//! Approval workflow state machine for data points.
//!
//! The workflow graph is fixed:
//!
//! ```text
//! draft -> submitted -> in_review -> { approved | rejected -> draft | changes_requested -> draft }
//! ```
//!
//! Decisions (approve, reject, request changes) are accepted from both
//! `submitted` and `in_review`; marking in-review is the explicit claim
//! step, not a precondition. `approved` is terminal.

use serde::{Deserialize, Serialize};

use crate::error::CoreError;

// ---------------------------------------------------------------------------
// Status
// ---------------------------------------------------------------------------

/// Lifecycle status of a data point.
#[derive(Debug, Clone, Copy, PartialEq, Eq, Hash, Serialize, Deserialize)]
#[serde(rename_all = "snake_case")]
pub enum DataPointStatus {
    Draft,
    Submitted,
    InReview,
    Approved,
    Rejected,
    ChangesRequested,
}

impl DataPointStatus {
    /// Stable string form matching the wire/fixture representation.
    pub fn as_str(&self) -> &'static str {
        match self {
            DataPointStatus::Draft => "draft",
            DataPointStatus::Submitted => "submitted",
            DataPointStatus::InReview => "in_review",
            DataPointStatus::Approved => "approved",
            DataPointStatus::Rejected => "rejected",
            DataPointStatus::ChangesRequested => "changes_requested",
        }
    }

    /// Whether the data point is waiting on a reviewer decision.
    pub fn is_pending_review(&self) -> bool {
        matches!(self, DataPointStatus::Submitted | DataPointStatus::InReview)
    }

    /// Whether the data point may still be edited by its submitter.
    pub fn is_editable(&self) -> bool {
        matches!(self, DataPointStatus::Draft)
    }

    /// Whether the status is terminal (no outgoing transitions).
    pub fn is_terminal(&self) -> bool {
        matches!(self, DataPointStatus::Approved)
    }
}

impl std::fmt::Display for DataPointStatus {
    fn fmt(&self, f: &mut std::fmt::Formatter<'_>) -> std::fmt::Result {
        f.write_str(self.as_str())
    }
}

impl std::str::FromStr for DataPointStatus {
    type Err = CoreError;

    fn from_str(s: &str) -> Result<Self, Self::Err> {
        match s {
            "draft" => Ok(DataPointStatus::Draft),
            "submitted" => Ok(DataPointStatus::Submitted),
            "in_review" => Ok(DataPointStatus::InReview),
            "approved" => Ok(DataPointStatus::Approved),
            "rejected" => Ok(DataPointStatus::Rejected),
            "changes_requested" => Ok(DataPointStatus::ChangesRequested),
            other => Err(CoreError::Validation(format!(
                "Invalid data point status '{other}'"
            ))),
        }
    }
}

// ---------------------------------------------------------------------------
// Priority
// ---------------------------------------------------------------------------

/// Review priority of a submission. Ordering is Low < Normal < High so
/// priority can be used directly as a sort key.
#[derive(
    Debug, Clone, Copy, Default, PartialEq, Eq, PartialOrd, Ord, Hash, Serialize, Deserialize,
)]
#[serde(rename_all = "snake_case")]
pub enum Priority {
    Low,
    #[default]
    Normal,
    High,
}

impl Priority {
    pub fn as_str(&self) -> &'static str {
        match self {
            Priority::Low => "low",
            Priority::Normal => "normal",
            Priority::High => "high",
        }
    }
}

// ---------------------------------------------------------------------------
// Transition table
// ---------------------------------------------------------------------------

/// Whether a status transition is permitted by the workflow graph.
///
/// `rejected` and `changes_requested` are accepted as stored statuses (they
/// occur in imported data) and feed back into `draft`/`submitted` the same
/// way a freshly returned point does.
pub fn can_transition(from: DataPointStatus, to: DataPointStatus) -> bool {
    use DataPointStatus::*;
    matches!(
        (from, to),
        (Draft, Submitted)
            | (Submitted, InReview)
            | (Submitted, Approved)
            | (Submitted, Draft)
            | (InReview, Approved)
            | (InReview, Draft)
            | (Rejected, Draft)
            | (Rejected, Submitted)
            | (ChangesRequested, Draft)
            | (ChangesRequested, Submitted)
    )
}

/// Validate a transition, producing a [`CoreError::Conflict`] when the
/// workflow graph does not allow it.
pub fn ensure_transition(
    from: DataPointStatus,
    to: DataPointStatus,
) -> Result<(), CoreError> {
    if can_transition(from, to) {
        Ok(())
    } else {
        Err(CoreError::Conflict(format!(
            "Cannot transition data point from '{from}' to '{to}'"
        )))
    }
}

// ---------------------------------------------------------------------------
// Decision input validation
// ---------------------------------------------------------------------------

/// A rejection must carry a non-empty reason.
pub fn validate_rejection_reason(reason: &str) -> Result<(), CoreError> {
    if reason.trim().is_empty() {
        return Err(CoreError::Validation(
            "A rejection requires a non-empty reason".to_string(),
        ));
    }
    Ok(())
}

/// A change request must carry non-empty feedback for the submitter.
pub fn validate_changes_feedback(feedback: &str) -> Result<(), CoreError> {
    if feedback.trim().is_empty() {
        return Err(CoreError::Validation(
            "A change request requires non-empty feedback".to_string(),
        ));
    }
    Ok(())
}

#[cfg(test)]
mod tests {
    use super::*;
    use DataPointStatus::*;

    #[test]
    fn happy_path_transitions_allowed() {
        assert!(can_transition(Draft, Submitted));
        assert!(can_transition(Submitted, InReview));
        assert!(can_transition(InReview, Approved));
    }

    #[test]
    fn decisions_allowed_from_submitted() {
        assert!(can_transition(Submitted, Approved));
        assert!(can_transition(Submitted, Draft));
    }

    #[test]
    fn approved_is_terminal() {
        for to in [Draft, Submitted, InReview, Approved, Rejected, ChangesRequested] {
            assert!(!can_transition(Approved, to), "approved -> {to} must be refused");
        }
        assert!(Approved.is_terminal());
    }

    #[test]
    fn draft_cannot_skip_submission() {
        assert!(!can_transition(Draft, InReview));
        assert!(!can_transition(Draft, Approved));
    }

    #[test]
    fn returned_points_can_resubmit() {
        assert!(can_transition(Rejected, Submitted));
        assert!(can_transition(ChangesRequested, Submitted));
    }

    #[test]
    fn ensure_transition_reports_conflict() {
        let err = ensure_transition(Approved, Draft).unwrap_err();
        assert!(err.to_string().contains("Cannot transition"));
    }

    #[test]
    fn empty_rejection_reason_refused() {
        assert!(validate_rejection_reason("").is_err());
        assert!(validate_rejection_reason("   ").is_err());
        assert!(validate_rejection_reason("value looks implausible").is_ok());
    }

    #[test]
    fn empty_changes_feedback_refused() {
        assert!(validate_changes_feedback("\t").is_err());
        assert!(validate_changes_feedback("please split by district").is_ok());
    }

    #[test]
    fn status_round_trips_through_strings() {
        for status in [Draft, Submitted, InReview, Approved, Rejected, ChangesRequested] {
            assert_eq!(status.as_str().parse::<DataPointStatus>().unwrap(), status);
        }
        assert!("unknown".parse::<DataPointStatus>().is_err());
    }

    #[test]
    fn pending_review_covers_queue_statuses() {
        assert!(Submitted.is_pending_review());
        assert!(InReview.is_pending_review());
        assert!(!Draft.is_pending_review());
        assert!(!Approved.is_pending_review());
    }

    #[test]
    fn priority_orders_low_to_high() {
        assert!(Priority::Low < Priority::Normal);
        assert!(Priority::Normal < Priority::High);
    }
}
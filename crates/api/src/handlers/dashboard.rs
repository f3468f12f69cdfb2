//! Handlers for the MEL dashboard.
//!
//! Each endpoint flattens the current store contents into the aggregation
//! inputs and recomputes KPIs on the spot. Metrics are derived views, never
//! cached.

use axum::extract::{Query, State};
use axum::response::IntoResponse;
use axum::Json;
use serde::Deserialize;

use melboard_core::metrics::{
    self, CountryFacts, IndicatorFacts, MetricPoint, ProjectFacts, INDICATOR_PEOPLE_TRAINED,
};
use melboard_core::types::DbId;
use melboard_store::models::{DataPointQuery, ProjectStatus};
use melboard_store::repositories::{CountryRepo, DataPointRepo, IndicatorRepo, ProjectRepo};

use crate::error::AppResult;
use crate::middleware::auth::AuthUser;
use crate::response::DataResponse;
use crate::state::AppState;

// ---------------------------------------------------------------------------
// Input assembly
// ---------------------------------------------------------------------------

/// Flatten every data point into a [`MetricPoint`].
async fn metric_points(state: &AppState) -> Vec<MetricPoint> {
    DataPointRepo::list(&state.store, &DataPointQuery::default())
        .await
        .into_iter()
        .map(|view| MetricPoint {
            indicator_id: view.data_point.indicator_id,
            country_id: view.country_id,
            value: view.data_point.value,
            period: view.data_point.period,
            status: view.data_point.status,
            quality_score: view.data_point.quality_score,
        })
        .collect()
}

async fn project_facts(state: &AppState) -> Vec<ProjectFacts> {
    ProjectRepo::list(&state.store, None)
        .await
        .into_iter()
        .map(|p| ProjectFacts {
            country_id: p.country_id,
            active: p.status == ProjectStatus::Active,
            budget: p.budget,
            target_reach: p.target_reach,
            current_reach: p.current_reach,
        })
        .collect()
}

async fn indicator_facts(state: &AppState) -> Vec<IndicatorFacts> {
    IndicatorRepo::list(&state.store)
        .await
        .into_iter()
        .map(|i| IndicatorFacts {
            id: i.id,
            target: i.target,
        })
        .collect()
}

// ---------------------------------------------------------------------------
// Endpoints
// ---------------------------------------------------------------------------

/// Query params for `GET /dashboard/metrics`.
#[derive(Debug, Default, Deserialize)]
pub struct MetricsQuery {
    /// Narrow all KPIs to one country.
    pub country_id: Option<DbId>,
}

/// GET /api/v1/dashboard/metrics
///
/// Headline KPIs for the current reporting period, recomputed from
/// approved data points.
pub async fn dashboard_metrics(
    _auth: AuthUser,
    State(state): State<AppState>,
    Query(params): Query<MetricsQuery>,
) -> AppResult<impl IntoResponse> {
    let points = metric_points(&state).await;
    let projects = project_facts(&state).await;
    let indicators = indicator_facts(&state).await;

    let kpis = metrics::compute(&points, &projects, &indicators, params.country_id);
    Ok(Json(DataResponse { data: kpis }))
}

/// Query params for `GET /dashboard/trend`.
#[derive(Debug, Default, Deserialize)]
pub struct TrendQuery {
    /// Indicator to chart; defaults to People Trained.
    pub indicator_id: Option<DbId>,
    pub country_id: Option<DbId>,
}

/// GET /api/v1/dashboard/trend
///
/// Per-period sums for one indicator over the historical window.
pub async fn dashboard_trend(
    _auth: AuthUser,
    State(state): State<AppState>,
    Query(params): Query<TrendQuery>,
) -> AppResult<impl IntoResponse> {
    let points = metric_points(&state).await;
    let indicator_id = params.indicator_id.unwrap_or(INDICATOR_PEOPLE_TRAINED);

    let series = metrics::trend(&points, indicator_id, params.country_id);
    Ok(Json(DataResponse { data: series }))
}

/// GET /api/v1/dashboard/countries
///
/// Current-period participation broken down per country.
pub async fn dashboard_countries(
    _auth: AuthUser,
    State(state): State<AppState>,
) -> AppResult<impl IntoResponse> {
    let points = metric_points(&state).await;
    let countries: Vec<CountryFacts> = CountryRepo::list(&state.store)
        .await
        .into_iter()
        .map(|c| CountryFacts {
            id: c.id,
            name: c.name,
        })
        .collect();

    let rows = metrics::country_breakdown(&points, &countries);
    Ok(Json(DataResponse { data: rows }))
}
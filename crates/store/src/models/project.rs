//! Project entity model and DTOs.

use chrono::NaiveDate;
use melboard_core::types::DbId;
use serde::{Deserialize, Serialize};
use validator::Validate;

/// Lifecycle status of a project.
#[derive(Debug, Clone, Copy, PartialEq, Eq, Serialize, Deserialize)]
#[serde(rename_all = "snake_case")]
pub enum ProjectStatus {
    Planned,
    Active,
    Completed,
    Suspended,
}

/// A program project within one country.
#[derive(Debug, Clone, Serialize, Deserialize)]
pub struct Project {
    pub id: DbId,
    pub country_id: DbId,
    pub name: String,
    pub status: ProjectStatus,
    pub budget: f64,
    pub target_reach: i64,
    pub current_reach: i64,
    pub start_date: NaiveDate,
    pub end_date: NaiveDate,
}

/// DTO for creating a project.
#[derive(Debug, Clone, Deserialize, Validate)]
pub struct CreateProject {
    pub country_id: DbId,
    #[validate(length(min = 1, max = 200))]
    pub name: String,
    pub status: ProjectStatus,
    #[validate(range(min = 0.0))]
    pub budget: f64,
    #[validate(range(min = 0))]
    pub target_reach: i64,
    #[serde(default)]
    #[validate(range(min = 0))]
    pub current_reach: i64,
    pub start_date: NaiveDate,
    pub end_date: NaiveDate,
}

/// DTO for updating a project. Absent fields are left unchanged.
#[derive(Debug, Clone, Default, Deserialize, Validate)]
pub struct UpdateProject {
    #[validate(length(min = 1, max = 200))]
    pub name: Option<String>,
    pub status: Option<ProjectStatus>,
    #[validate(range(min = 0.0))]
    pub budget: Option<f64>,
    #[validate(range(min = 0))]
    pub target_reach: Option<i64>,
    #[validate(range(min = 0))]
    pub current_reach: Option<i64>,
    pub start_date: Option<NaiveDate>,
    pub end_date: Option<NaiveDate>,
}
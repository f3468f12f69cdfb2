//! HTTP-level integration tests for the approval queue.
//!
//! The fixtures seed three pending items: 14 (submitted, Tanzania), 15
//! (submitted, high priority, Kenya), and 16 (in review, Uganda).

mod common;

use axum::http::StatusCode;
use common::users::*;
use common::{body_json, get, seeded_app};

fn ids(json: &serde_json::Value) -> Vec<i64> {
    json["data"]
        .as_array()
        .unwrap()
        .iter()
        .map(|i| i["id"].as_i64().unwrap())
        .collect()
}

#[tokio::test]
async fn test_queue_lists_pending_items() {
    let (app, _) = seeded_app();
    let response = get(app, "/api/v1/approval-queue", KENYA_MANAGER).await;
    assert_eq!(response.status(), StatusCode::OK);
    let json = body_json(response).await;
    let mut queue_ids = ids(&json);
    queue_ids.sort();
    assert_eq!(queue_ids, vec![14, 15, 16]);

    // Items are enriched with resolved names.
    let item = json["data"]
        .as_array()
        .unwrap()
        .iter()
        .find(|i| i["id"] == 15)
        .unwrap();
    assert_eq!(item["project_name"], "Youth Enterprise Training");
    assert_eq!(item["country_name"], "Kenya");
    assert_eq!(item["submitter_name"], "Joseph Mwangi");
}

#[tokio::test]
async fn test_queue_requires_a_reviewer() {
    let (app, _) = seeded_app();
    let response = get(app, "/api/v1/approval-queue", KENYA_OFFICER).await;
    assert_eq!(response.status(), StatusCode::FORBIDDEN);
}

#[tokio::test]
async fn test_status_filter_returns_exact_matches() {
    let (app, _) = seeded_app();
    let response = get(
        app.clone(),
        "/api/v1/approval-queue?status=submitted&order=asc",
        KENYA_MANAGER,
    )
    .await;
    let json = body_json(response).await;
    assert_eq!(ids(&json), vec![14, 15]);
    assert!(json["data"]
        .as_array()
        .unwrap()
        .iter()
        .all(|i| i["status"] == "submitted"));

    // Reapplying the same filter yields the same result.
    let response = get(
        app,
        "/api/v1/approval-queue?status=submitted&order=asc",
        KENYA_MANAGER,
    )
    .await;
    assert_eq!(ids(&body_json(response).await), vec![14, 15]);
}

#[tokio::test]
async fn test_priority_filter_and_sort() {
    let (app, _) = seeded_app();
    let response = get(
        app.clone(),
        "/api/v1/approval-queue?priority=high",
        KENYA_MANAGER,
    )
    .await;
    assert_eq!(ids(&body_json(response).await), vec![15]);

    // Descending priority sort puts the high-priority item first.
    let response = get(
        app,
        "/api/v1/approval-queue?sort_by=priority&order=desc",
        KENYA_MANAGER,
    )
    .await;
    let queue_ids = ids(&body_json(response).await);
    assert_eq!(queue_ids[0], 15);
}

#[tokio::test]
async fn test_submitter_filter() {
    let (app, _) = seeded_app();
    let response = get(
        app,
        "/api/v1/approval-queue?submitted_by=5",
        KENYA_MANAGER,
    )
    .await;
    assert_eq!(ids(&body_json(response).await), vec![14]);
}

#[tokio::test]
async fn test_age_filter() {
    let (app, _) = seeded_app();

    // A generous window keeps everything.
    let response = get(
        app.clone(),
        "/api/v1/approval-queue?max_age_days=36500",
        KENYA_MANAGER,
    )
    .await;
    assert_eq!(ids(&body_json(response).await).len(), 3);

    // The fixtures were all submitted in late 2024.
    let response = get(
        app,
        "/api/v1/approval-queue?max_age_days=0",
        KENYA_MANAGER,
    )
    .await;
    assert!(ids(&body_json(response).await).is_empty());
}

#[tokio::test]
async fn test_sort_by_submitted_at_is_deterministic() {
    let (app, _) = seeded_app();
    let response = get(
        app.clone(),
        "/api/v1/approval-queue?sort_by=submitted_at&order=asc",
        KENYA_MANAGER,
    )
    .await;
    // 16 (Dec 27) < 14 (Dec 28) < 15 (Dec 29).
    assert_eq!(ids(&body_json(response).await), vec![16, 14, 15]);

    let response = get(
        app,
        "/api/v1/approval-queue?sort_by=submitted_at&order=desc",
        KENYA_MANAGER,
    )
    .await;
    assert_eq!(ids(&body_json(response).await), vec![15, 14, 16]);
}

#[tokio::test]
async fn test_decided_items_leave_the_queue() {
    let (app, _) = seeded_app();

    let response = common::post_json(
        app.clone(),
        "/api/v1/data-points/15/approve",
        KENYA_MANAGER,
        serde_json::json!({}),
    )
    .await;
    assert_eq!(response.status(), StatusCode::OK);

    let response = get(app, "/api/v1/approval-queue", KENYA_MANAGER).await;
    let mut queue_ids = ids(&body_json(response).await);
    queue_ids.sort();
    assert_eq!(queue_ids, vec![14, 16]);
}
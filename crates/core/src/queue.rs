//! Approval queue filtering and sorting.
//!
//! Pure in-memory transforms over enriched pending submissions. Filtering
//! is idempotent; sorting is deterministic with an id tie-break so equal
//! keys keep a stable order across recomputation.

use serde::{Deserialize, Serialize};

use crate::types::{DbId, Timestamp};
use crate::workflow::{DataPointStatus, Priority};

// ---------------------------------------------------------------------------
// Queue item
// ---------------------------------------------------------------------------

/// A pending submission enriched with names resolved from related entities.
#[derive(Debug, Clone, Serialize)]
pub struct QueueItem {
    pub id: DbId,
    pub status: DataPointStatus,
    pub priority: Priority,
    pub value: f64,
    pub period: String,
    pub project_name: String,
    pub indicator_name: String,
    pub country_name: String,
    pub submitted_by: DbId,
    pub submitter_name: String,
    pub submitted_at: Timestamp,
    pub quality_score: Option<f64>,
}

// ---------------------------------------------------------------------------
// Filters and sort keys
// ---------------------------------------------------------------------------

/// Queue filter parameters. Absent fields do not filter.
#[derive(Debug, Clone, Default, Deserialize)]
pub struct QueueFilters {
    pub status: Option<DataPointStatus>,
    pub priority: Option<Priority>,
    pub submitted_by: Option<DbId>,
    /// Keep only items submitted at most this many days before `now`.
    pub max_age_days: Option<i64>,
}

/// Sortable queue columns.
#[derive(Debug, Clone, Copy, Default, PartialEq, Eq, Deserialize)]
#[serde(rename_all = "snake_case")]
pub enum SortField {
    #[default]
    SubmittedAt,
    Priority,
    Value,
    ProjectName,
    IndicatorName,
    SubmitterName,
    QualityScore,
}

#[derive(Debug, Clone, Copy, Default, PartialEq, Eq, Deserialize)]
#[serde(rename_all = "snake_case")]
pub enum SortOrder {
    Asc,
    #[default]
    Desc,
}

// ---------------------------------------------------------------------------
// Transform
// ---------------------------------------------------------------------------

fn matches(item: &QueueItem, filters: &QueueFilters, now: Timestamp) -> bool {
    if filters.status.is_some_and(|s| item.status != s) {
        return false;
    }
    if filters.priority.is_some_and(|p| item.priority != p) {
        return false;
    }
    if filters.submitted_by.is_some_and(|u| item.submitted_by != u) {
        return false;
    }
    if let Some(days) = filters.max_age_days {
        if now.signed_duration_since(item.submitted_at) > chrono::Duration::days(days) {
            return false;
        }
    }
    true
}

fn compare(a: &QueueItem, b: &QueueItem, field: SortField) -> std::cmp::Ordering {
    match field {
        SortField::SubmittedAt => a.submitted_at.cmp(&b.submitted_at),
        SortField::Priority => a.priority.cmp(&b.priority),
        SortField::Value => a.value.total_cmp(&b.value),
        SortField::ProjectName => a.project_name.cmp(&b.project_name),
        SortField::IndicatorName => a.indicator_name.cmp(&b.indicator_name),
        SortField::SubmitterName => a.submitter_name.cmp(&b.submitter_name),
        SortField::QualityScore => a
            .quality_score
            .unwrap_or(f64::NEG_INFINITY)
            .total_cmp(&b.quality_score.unwrap_or(f64::NEG_INFINITY)),
    }
}

/// Filter and sort queue items.
///
/// `now` anchors the age filter so callers (and tests) control the clock.
pub fn apply(
    mut items: Vec<QueueItem>,
    filters: &QueueFilters,
    sort_by: SortField,
    order: SortOrder,
    now: Timestamp,
) -> Vec<QueueItem> {
    items.retain(|item| matches(item, filters, now));
    items.sort_by(|a, b| {
        let cmp = compare(a, b, sort_by).then(a.id.cmp(&b.id));
        match order {
            SortOrder::Asc => cmp,
            SortOrder::Desc => cmp.reverse(),
        }
    });
    items
}
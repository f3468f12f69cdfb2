//! HTTP handlers.

pub mod approval;
pub mod countries;
pub mod dashboard;
pub mod data_points;
pub mod health;
pub mod indicators;
pub mod notification;
pub mod projects;
pub mod users;
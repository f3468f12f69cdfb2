//! Handlers for user notifications.

use axum::extract::{Path, Query, State};
use axum::response::IntoResponse;
use axum::Json;
use serde::Deserialize;
use serde_json::json;

use melboard_core::types::DbId;
use melboard_store::repositories::NotificationRepo;

use crate::error::AppResult;
use crate::middleware::auth::AuthUser;
use crate::response::DataResponse;
use crate::state::AppState;

/// Maximum notifications per page.
const LIST_MAX_LIMIT: usize = 200;
/// Default notifications per page.
const LIST_DEFAULT_LIMIT: usize = 50;

/// Query params for `GET /notifications`.
#[derive(Debug, Default, Deserialize)]
pub struct ListNotificationsQuery {
    /// Return only unread notifications.
    #[serde(default)]
    pub unread_only: bool,
    /// Maximum notifications to return. Defaults to 50, capped at 200.
    pub limit: Option<usize>,
    /// Offset for pagination. Defaults to 0.
    pub offset: Option<usize>,
}

/// GET /api/v1/notifications
///
/// Lists the authenticated user's notifications, newest first.
pub async fn list_notifications(
    auth: AuthUser,
    State(state): State<AppState>,
    Query(params): Query<ListNotificationsQuery>,
) -> AppResult<impl IntoResponse> {
    let limit = params.limit.unwrap_or(LIST_DEFAULT_LIMIT).min(LIST_MAX_LIMIT);
    let offset = params.offset.unwrap_or(0);

    let items = NotificationRepo::list_for_user(
        &state.store,
        auth.user_id,
        params.unread_only,
        limit,
        offset,
    )
    .await;

    Ok(Json(DataResponse { data: items }))
}

/// GET /api/v1/notifications/unread-count
pub async fn unread_count(
    auth: AuthUser,
    State(state): State<AppState>,
) -> AppResult<impl IntoResponse> {
    let count = NotificationRepo::unread_count(&state.store, auth.user_id).await;
    Ok(Json(DataResponse {
        data: json!({ "count": count }),
    }))
}

/// POST /api/v1/notifications/{id}/read
///
/// Marks one of the authenticated user's notifications read. Idempotent.
pub async fn mark_read(
    auth: AuthUser,
    State(state): State<AppState>,
    Path(id): Path<DbId>,
) -> AppResult<impl IntoResponse> {
    let updated = NotificationRepo::mark_read(&state.store, id, auth.user_id).await?;
    Ok(Json(DataResponse {
        data: json!({ "updated": updated }),
    }))
}

/// POST /api/v1/notifications/read-all
///
/// Marks all of the authenticated user's notifications read.
pub async fn mark_all_read(
    auth: AuthUser,
    State(state): State<AppState>,
) -> AppResult<impl IntoResponse> {
    let updated = NotificationRepo::mark_all_read(&state.store, auth.user_id).await;
    Ok(Json(DataResponse {
        data: json!({ "updated": updated }),
    }))
}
┄┄┄┄┄┄
§ What to produce:
All lines in the records that contain "crates" are to be copied and returned.

§ Output of the task:
filename crates/api/src/handlers/dashboard.rs
filename crates/store/src/models/project.rs
filename crates/core/src/queue.rs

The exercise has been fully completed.